Antigone dans la poésie d’Emily Dickinson

Désormais considérée outre-Atlantique comme l’un des plus grands génies littéraires américains du XIXe siècle, Emily Dickinson est à peine connue en France. Quant à sa poésie, les avis sont partagés. Certains n’hésitent pas à la qualifier d’obscure, voire d’incompréhensible, d’autres affirment qu’elle n’a pas besoin d’être analysée, qu’il suffit au lecteur de se  laisser porter par les mots, les sonorités et les silences de cette poésie « pas comme les autres », qui mêle le prosaïque et l’étrange, le simple et le mystérieux ; d’autres enfin tiennent à vous prévenir que la lecture de quelques lignes seulement (et son œuvre est immense) peut changer votre façon de penser, de voir – ou de ne pas voir. Dans une forme fort simple en apparence, la poésie de Dickinson nous pousse à considérer, derrière l’opacité des choses, cette Vie qui  est  « Là-bas – derrière l’Etagère ».

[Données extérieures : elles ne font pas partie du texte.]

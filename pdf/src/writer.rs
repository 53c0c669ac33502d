//! Serialize a [`Context`] into a complete PDF file.

use std::collections::BTreeMap;
use std::fmt;
use std::io::Write;
use std::sync::Arc;

use crate::context::Context;
use crate::error::*;
use crate::object::*;
use crate::primitive::{Primitive, Dictionary, PdfString};
use crate::xref::{XRef, XRefSection, Trailer};

/// Encrypts the bytes of a string or stream belonging to the given object.
pub type EncryptFn = Arc<dyn Fn(&[u8], ObjNr, GenNr) -> Vec<u8> + Send + Sync>;

#[derive(Debug, Clone, Copy, PartialEq, Eq, Default)]
pub enum XRefStrategy {
    /// Every object on its own, an `xref` table and a `trailer` dictionary.
    #[default]
    Table,
    /// Object streams and an xref stream.
    Stream,
}

#[derive(Clone)]
pub struct WriteOptions {
    pub strategy: XRefStrategy,
    /// At most this many objects go into one object stream.
    pub objects_per_stream: usize,
    pub compress_object_streams: bool,
    /// Applied to strings and stream payloads when the document has an `/Encrypt` entry.
    pub encrypt: Option<EncryptFn>,
}

impl WriteOptions {
    pub fn compact() -> WriteOptions {
        WriteOptions {
            strategy: XRefStrategy::Stream,
            .. WriteOptions::default()
        }
    }
    pub fn with_encryption(self, encrypt: impl Fn(&[u8], ObjNr, GenNr) -> Vec<u8> + Send + Sync + 'static) -> WriteOptions {
        WriteOptions {
            encrypt: Some(Arc::new(encrypt)),
            .. self
        }
    }
}

impl Default for WriteOptions {
    fn default() -> Self {
        WriteOptions {
            strategy: XRefStrategy::Table,
            objects_per_stream: 50,
            compress_object_streams: true,
            encrypt: None,
        }
    }
}

impl fmt::Debug for WriteOptions {
    fn fmt(&self, f: &mut fmt::Formatter) -> fmt::Result {
        f.debug_struct("WriteOptions")
            .field("strategy", &self.strategy)
            .field("objects_per_stream", &self.objects_per_stream)
            .field("compress_object_streams", &self.compress_object_streams)
            .field("encrypt", &self.encrypt.as_ref().map(|_| "<fn>"))
            .finish()
    }
}

pub struct Writer<'a> {
    context: &'a Context,
    options: WriteOptions,
}

impl<'a> Writer<'a> {
    pub fn new(context: &'a Context, options: WriteOptions) -> Writer<'a> {
        Writer { context, options }
    }

    /// The whole file. Fails with `MissingCatalog` before anything is written if the document
    /// has no catalog.
    pub fn serialize_to_buffer(&self) -> Result<Vec<u8>> {
        let root = t!(self.context.find_catalog());
        let objects = t!(self.prepare());

        let mut out = Vec::new();
        let header = self.context.header;
        writeln!(out, "{}", header)?;
        out.extend_from_slice(b"%\x81\x81\x81\x81\n\n");

        match self.options.strategy {
            XRefStrategy::Table => t!(self.write_classic(&mut out, objects, root)),
            XRefStrategy::Stream => t!(self.write_compact(&mut out, objects, root)),
        }
        Ok(out)
    }

    /// The objects to write, one generation per object number, with every stream's filters
    /// applied and `/Length` set.
    fn prepare(&self) -> Result<Vec<IndirectObject>> {
        let mut objects: Vec<IndirectObject> = Vec::with_capacity(self.context.len());
        for (r, value) in self.context.enumerate_indirect_objects() {
            if r.id() == 0 {
                warn!("not writing {}: object 0 is the head of the free list", r);
                continue;
            }
            let mut value = value.clone();
            if let Primitive::Stream(ref mut s) = value {
                t!(s.finalize());
            }
            match objects.last_mut() {
                Some(last) if last.reference.id() == r.id() => {
                    warn!("{} shadows {}", r, last.reference);
                    *last = IndirectObject::new(r, value);
                }
                _ => objects.push(IndirectObject::new(r, value)),
            }
        }
        Ok(objects)
    }

    /// The reference of the encryption dictionary, which is never encrypted itself.
    fn encrypt_dict_ref(&self) -> Option<PlainRef> {
        match self.context.trailer_info.encrypt {
            Some(Primitive::Reference(r)) => Some(r),
            _ => None,
        }
    }

    fn encryption(&self) -> Option<&EncryptFn> {
        match (&self.options.encrypt, &self.context.trailer_info.encrypt) {
            (Some(f), Some(_)) => Some(f),
            (Some(_), None) => {
                debug!("encryption transform given, but the document has no /Encrypt");
                None
            }
            _ => None,
        }
    }

    /// Write one indirect object, encrypting it if needed; returns its offset.
    fn write_object(&self, out: &mut Vec<u8>, mut obj: IndirectObject) -> Result<usize> {
        if let Some(f) = self.encryption() {
            if Some(obj.reference) != self.encrypt_dict_ref() {
                t!(encrypt_value(&mut obj.value, f.as_ref(), obj.reference));
            }
        }
        let pos = out.len();
        trace!("{} at {}", obj.reference, pos);
        t!(obj.serialize(out));
        Ok(pos)
    }

    fn trailer_dict(&self, size: ObjNr, root: PlainRef) -> Dictionary {
        let info = &self.context.trailer_info;
        let mut dict = Dictionary::new();
        dict.insert("Size", size);
        dict.insert("Root", root);
        if let Some(r) = info.info {
            dict.insert("Info", r);
        }
        if let Some(ref encrypt) = info.encrypt {
            dict.insert("Encrypt", encrypt.clone());
        }
        if let Some(ref id) = info.id {
            dict.insert("ID", id.clone());
        }
        dict
    }

    fn write_classic(&self, out: &mut Vec<u8>, objects: Vec<IndirectObject>, root: PlainRef) -> Result<()> {
        let mut entries = Vec::with_capacity(objects.len());
        for obj in objects {
            let r = obj.reference;
            let pos = t!(self.write_object(out, obj));
            entries.push((r.id(), XRef::Raw { pos, gen_nr: r.gen_nr() }));
        }
        let section = XRefSection::from_entries(entries);

        let startxref = out.len();
        t!(section.write_table(out));
        let trailer = Trailer::new(self.trailer_dict(section.size(), root), startxref);
        t!(trailer.serialize(out));
        Ok(())
    }

    fn write_compact(&self, out: &mut Vec<u8>, objects: Vec<IndirectObject>, root: PlainRef) -> Result<()> {
        let encrypt_ref = self.encrypt_dict_ref();
        let (packable, direct): (Vec<IndirectObject>, Vec<IndirectObject>) = objects.into_iter().partition(|obj| {
            obj.reference.gen_nr() == 0
                && Some(obj.reference) != encrypt_ref
                && !matches!(obj.value, Primitive::Stream(_))
        });

        let mut entries = BTreeMap::new();
        let mut next_id = self.context.largest_object_number() + 1;
        let mut containers = Vec::new();
        for chunk in packable.chunks(self.options.objects_per_stream.max(1)) {
            let stream_id = next_id;
            next_id += 1;
            let mut builder = ObjectStreamBuilder::new();
            for obj in chunk {
                let index = t!(builder.push(obj.reference.id(), &obj.value));
                entries.insert(obj.reference.id(), XRef::Stream { stream_id, index });
            }
            let mut stream = builder.build(self.options.compress_object_streams);
            t!(stream.finalize());
            debug!("object stream {} with {} objects", stream_id, chunk.len());
            containers.push(IndirectObject::new(PlainRef::new(stream_id, 0), Primitive::Stream(stream)));
        }

        for obj in direct.into_iter().chain(containers) {
            let r = obj.reference;
            let pos = t!(self.write_object(out, obj));
            entries.insert(r.id(), XRef::Raw { pos, gen_nr: r.gen_nr() });
        }

        let xref_ref = PlainRef::new(next_id, 0);
        let startxref = out.len();
        entries.insert(xref_ref.id(), XRef::Raw { pos: startxref, gen_nr: 0 });
        let section = XRefSection::from_entries(entries);

        let mut xref_stream = section.to_stream(self.trailer_dict(section.size(), root));
        t!(xref_stream.finalize());
        t!(IndirectObject::new(xref_ref, Primitive::Stream(xref_stream)).serialize(out));
        t!(Trailer::footer(startxref).serialize(out));
        Ok(())
    }
}

/// Encrypt every string in `value` and, for a stream, its payload. Encrypted strings are
/// written in hex form.
fn encrypt_value(value: &mut Primitive, f: &(dyn Fn(&[u8], ObjNr, GenNr) -> Vec<u8> + Send + Sync), r: PlainRef) -> Result<()> {
    match value {
        Primitive::String(s) => {
            *s = PdfString::hex(f(s.as_bytes(), r.id(), r.gen_nr()));
        }
        Primitive::Array(items) => {
            for item in items {
                encrypt_value(item, f, r)?;
            }
        }
        Primitive::Dictionary(dict) => {
            for (_, v) in dict.iter_mut() {
                encrypt_value(v, f, r)?;
            }
        }
        Primitive::Stream(stream) => {
            for (_, v) in stream.info.iter_mut() {
                encrypt_value(v, f, r)?;
            }
            stream.finalize()?;
            let data = f(&stream.encoded()?.1, r.id(), r.gen_nr());
            stream.set_raw(data);
        }
        _ => {}
    }
    Ok(())
}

A l’instar de l’héroïne de la pièce de Sophocle, et au risque d’être sacrifiée, l’Antigone qui dit sa révolte, dans la poésie de Dickinson, se pose comme un sujet. Mais contrairement à son modèle, elle reste en vie – le temps de l’énonciation d’un poème. Peut-être qu’accepter de mourir reviendrait à accepter prématurément, et donc inutilement, la métamorphose en objet. Cette renonciation dans la dignité s’inscrit dans le paradoxe du poème 853 : « When One has given up One’s life / The parting with the rest / Feels easy ». Dans la grammaire du genre et de ses représentations, Antigone ne fonctionne-t-elle pas comme l’exception qui confirme la règle, renforçant le stéréotype, au lieu de l’affaiblir ? Le dessein de la réécriture de l’archétype à laquelle se livrent les poèmes de Dickinson est au contraire de sortir le personnage féminin de ce statut d’exception, poursuivant en cela la vaste entreprise de réécriture du personnage féminin – ou persona – qui débute véritablement au début du XIXe siècle. L’ambition n’est plus de déroger à la règle qui constitue le masculin en référent générique, mais de changer cette règle en faisant pression sur la grammaire du sujet et d’inaugurer pour ce faire une référence dédoublée. Emily Dickinson a su construire une rhétorique de la marge qui n’enferme pas dans un particularisme et donc n’empêche pas l’accès à l’universel. Le recours au chiasme et à l’oxymore, figures fréquentes dans la poésie de Dickinson, met en lumière les rapports complexes et ambigus que le sujet entretient avec lui-même – son centre élusif et ses marges instables.